## Data in this exercise

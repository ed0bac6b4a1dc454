//! Framed relay connection
//!
//! One TCP connection speaking the relay protocol. The sync agent owns one
//! per instance; nothing is shared between agents.

use std::net::SocketAddr;
use std::time::Duration;

use tokio::net::tcp::{OwnedReadHalf, OwnedWriteHalf};
use tokio::net::TcpStream;

use crate::error::{Error, Result};
use crate::protocol::codec::write_frame;
use crate::protocol::{ClientEvent, FrameCodec, FrameReader, ServerEvent};
use crate::snapshot::{MatchId, StateSnapshot};

use super::config::ClientConfig;

/// Connection to a relay server
pub struct RelayConnector {
    reader: FrameReader<OwnedReadHalf>,
    writer: OwnedWriteHalf,
    codec: FrameCodec,
    peer_addr: SocketAddr,
}

impl RelayConnector {
    /// Connect to the relay described by `config`
    pub async fn connect(config: &ClientConfig) -> Result<Self> {
        let stream = tokio::time::timeout(config.connect_timeout, TcpStream::connect(&config.addr))
            .await
            .map_err(|_| Error::Timeout)??;

        if config.tcp_nodelay {
            stream.set_nodelay(true)?;
        }

        let peer_addr = stream.peer_addr()?;
        let codec = FrameCodec::new(config.max_frame_size);
        let (read_half, writer) = stream.into_split();

        tracing::debug!(peer = %peer_addr, "Connected to relay");

        Ok(Self {
            reader: FrameReader::new(read_half, codec),
            writer,
            codec,
            peer_addr,
        })
    }

    /// Relay address
    pub fn peer_addr(&self) -> SocketAddr {
        self.peer_addr
    }

    /// Send one client event
    pub async fn send(&mut self, event: &ClientEvent) -> Result<()> {
        let frame = self.codec.encode(event)?;
        write_frame(&mut self.writer, &frame).await
    }

    /// Join the room for `match_id`
    pub async fn join(&mut self, match_id: &MatchId) -> Result<()> {
        self.send(&ClientEvent::join(match_id)).await
    }

    /// Leave the current room
    pub async fn leave(&mut self) -> Result<()> {
        self.send(&ClientEvent::Leave).await
    }

    /// Publish a snapshot to the room for `match_id`
    pub async fn publish(&mut self, match_id: &MatchId, snapshot: &StateSnapshot) -> Result<()> {
        self.send(&ClientEvent::publish(match_id, snapshot)).await
    }

    /// Wait for the next pushed snapshot
    ///
    /// A malformed frame comes back as a recoverable error (see
    /// [`Error::is_recoverable`]); the connection stays usable. A closed
    /// connection is [`Error::ConnectionClosed`].
    pub async fn next_update(&mut self) -> Result<StateSnapshot> {
        match self.reader.next::<ServerEvent>().await? {
            Some(ServerEvent::Updated { snapshot }) => Ok(snapshot),
            None => Err(Error::ConnectionClosed),
        }
    }

    /// [`next_update`](Self::next_update) bounded by `timeout`
    pub async fn next_update_timeout(&mut self, timeout: Duration) -> Result<StateSnapshot> {
        tokio::time::timeout(timeout, self.next_update())
            .await
            .map_err(|_| Error::Timeout)?
    }
}

#[cfg(test)]
mod tests {
    use tokio::net::TcpListener;

    use super::*;

    #[tokio::test]
    async fn test_connect_refused() {
        // Bind then drop to get a port nobody listens on
        let listener = TcpListener::bind("127.0.0.1:0").await.unwrap();
        let addr = listener.local_addr().unwrap();
        drop(listener);

        let result = RelayConnector::connect(&ClientConfig::new(addr.to_string())).await;
        assert!(result.is_err());
    }

    #[tokio::test]
    async fn test_join_sends_frame() {
        let listener = TcpListener::bind("127.0.0.1:0").await.unwrap();
        let addr = listener.local_addr().unwrap();

        let server = tokio::spawn(async move {
            let (socket, _) = listener.accept().await.unwrap();
            let mut reader = FrameReader::new(socket, FrameCodec::default());
            reader.next::<ClientEvent>().await.unwrap()
        });

        let mut connector = RelayConnector::connect(&ClientConfig::new(addr.to_string()))
            .await
            .unwrap();
        assert_eq!(connector.peer_addr(), addr);
        connector.join(&MatchId::from("m9")).await.unwrap();

        let received = server.await.unwrap();
        assert_eq!(received, Some(ClientEvent::join(&MatchId::from("m9"))));
    }

    #[tokio::test]
    async fn test_closed_connection_reported() {
        let listener = TcpListener::bind("127.0.0.1:0").await.unwrap();
        let addr = listener.local_addr().unwrap();

        tokio::spawn(async move {
            let (socket, _) = listener.accept().await.unwrap();
            drop(socket);
        });

        let mut connector = RelayConnector::connect(&ClientConfig::new(addr.to_string()))
            .await
            .unwrap();
        let err = connector.next_update().await.unwrap_err();
        assert!(matches!(err, Error::ConnectionClosed | Error::Io(_)));
    }
}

## Instructions to follow
Emit, unaltered, the lines from the top of the listing down through the line that holds "use std::time::Duration;"; emit nothing else.

## Solution to the exercise
repository ed0bac6b4a1dc454
//! Framed relay connection
//!
//! One TCP connection speaking the relay protocol. The sync agent owns one
//! per instance; nothing is shared between agents.

use std::net::SocketAddr;
use std::time::Duration;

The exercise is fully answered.